▶ [Prompt]: Within these entries, which lines include the string "filename"? Copy each one.

▶ [Information]:
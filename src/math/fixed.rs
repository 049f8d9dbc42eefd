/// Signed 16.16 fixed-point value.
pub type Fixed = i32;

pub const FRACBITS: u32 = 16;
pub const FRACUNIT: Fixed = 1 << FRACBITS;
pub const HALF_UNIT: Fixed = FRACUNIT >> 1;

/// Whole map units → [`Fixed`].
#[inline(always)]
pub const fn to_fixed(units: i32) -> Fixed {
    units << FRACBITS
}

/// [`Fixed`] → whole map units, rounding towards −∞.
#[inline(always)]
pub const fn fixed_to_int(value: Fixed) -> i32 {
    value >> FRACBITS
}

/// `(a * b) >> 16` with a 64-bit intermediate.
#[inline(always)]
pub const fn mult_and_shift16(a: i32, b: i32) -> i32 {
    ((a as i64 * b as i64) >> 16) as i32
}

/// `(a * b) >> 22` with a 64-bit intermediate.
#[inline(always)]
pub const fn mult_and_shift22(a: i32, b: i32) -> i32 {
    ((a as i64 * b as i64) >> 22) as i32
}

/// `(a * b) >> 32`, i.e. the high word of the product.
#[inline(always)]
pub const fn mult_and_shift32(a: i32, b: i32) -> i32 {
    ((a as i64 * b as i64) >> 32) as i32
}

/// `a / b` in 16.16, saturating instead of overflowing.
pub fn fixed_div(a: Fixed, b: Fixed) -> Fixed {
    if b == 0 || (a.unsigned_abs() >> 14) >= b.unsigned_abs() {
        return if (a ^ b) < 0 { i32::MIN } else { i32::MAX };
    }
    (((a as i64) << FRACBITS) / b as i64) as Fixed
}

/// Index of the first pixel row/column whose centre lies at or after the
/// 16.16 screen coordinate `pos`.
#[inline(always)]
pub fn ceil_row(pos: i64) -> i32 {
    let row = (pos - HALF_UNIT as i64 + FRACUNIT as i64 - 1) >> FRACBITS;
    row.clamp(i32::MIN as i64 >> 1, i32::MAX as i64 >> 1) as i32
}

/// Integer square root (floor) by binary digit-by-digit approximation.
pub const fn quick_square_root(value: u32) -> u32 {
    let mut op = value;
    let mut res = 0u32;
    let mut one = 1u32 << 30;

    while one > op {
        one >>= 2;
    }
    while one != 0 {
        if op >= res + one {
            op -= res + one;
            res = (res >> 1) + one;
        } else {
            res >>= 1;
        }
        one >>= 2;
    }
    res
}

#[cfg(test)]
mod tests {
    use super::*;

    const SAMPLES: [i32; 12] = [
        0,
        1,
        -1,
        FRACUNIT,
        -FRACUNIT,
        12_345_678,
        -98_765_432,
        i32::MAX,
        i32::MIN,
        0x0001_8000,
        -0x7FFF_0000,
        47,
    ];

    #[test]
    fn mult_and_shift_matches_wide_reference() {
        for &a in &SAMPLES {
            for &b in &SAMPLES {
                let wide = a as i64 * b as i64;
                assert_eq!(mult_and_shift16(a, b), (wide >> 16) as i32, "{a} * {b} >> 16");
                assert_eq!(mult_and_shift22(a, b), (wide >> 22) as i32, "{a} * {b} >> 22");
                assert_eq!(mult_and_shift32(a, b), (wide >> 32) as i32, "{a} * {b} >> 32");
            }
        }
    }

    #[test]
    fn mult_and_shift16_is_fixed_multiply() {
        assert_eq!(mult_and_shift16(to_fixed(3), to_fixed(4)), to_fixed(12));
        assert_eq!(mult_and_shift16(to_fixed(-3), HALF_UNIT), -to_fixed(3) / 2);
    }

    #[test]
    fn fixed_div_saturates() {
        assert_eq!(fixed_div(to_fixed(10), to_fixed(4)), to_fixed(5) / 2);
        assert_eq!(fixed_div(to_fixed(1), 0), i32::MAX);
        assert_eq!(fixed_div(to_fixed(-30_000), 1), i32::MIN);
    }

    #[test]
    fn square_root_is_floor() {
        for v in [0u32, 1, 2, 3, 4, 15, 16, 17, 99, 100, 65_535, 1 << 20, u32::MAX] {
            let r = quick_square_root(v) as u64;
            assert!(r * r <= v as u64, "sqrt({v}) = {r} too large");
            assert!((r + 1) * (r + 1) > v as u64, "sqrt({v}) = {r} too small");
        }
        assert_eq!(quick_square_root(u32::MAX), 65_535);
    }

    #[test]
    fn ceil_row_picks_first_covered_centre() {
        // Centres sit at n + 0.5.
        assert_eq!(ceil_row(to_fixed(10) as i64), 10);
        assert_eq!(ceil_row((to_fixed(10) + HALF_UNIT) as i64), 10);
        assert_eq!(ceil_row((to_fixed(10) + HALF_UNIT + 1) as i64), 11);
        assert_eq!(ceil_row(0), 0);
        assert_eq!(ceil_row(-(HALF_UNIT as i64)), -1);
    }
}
---
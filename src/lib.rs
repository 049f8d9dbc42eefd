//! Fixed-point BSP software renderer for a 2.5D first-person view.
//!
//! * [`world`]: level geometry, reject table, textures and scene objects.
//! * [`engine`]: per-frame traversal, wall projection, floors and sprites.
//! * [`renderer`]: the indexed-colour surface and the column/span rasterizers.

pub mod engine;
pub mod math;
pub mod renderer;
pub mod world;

▶ [Solution to this exercise]:
filename src/math/fixed.rs
filename src/lib.rs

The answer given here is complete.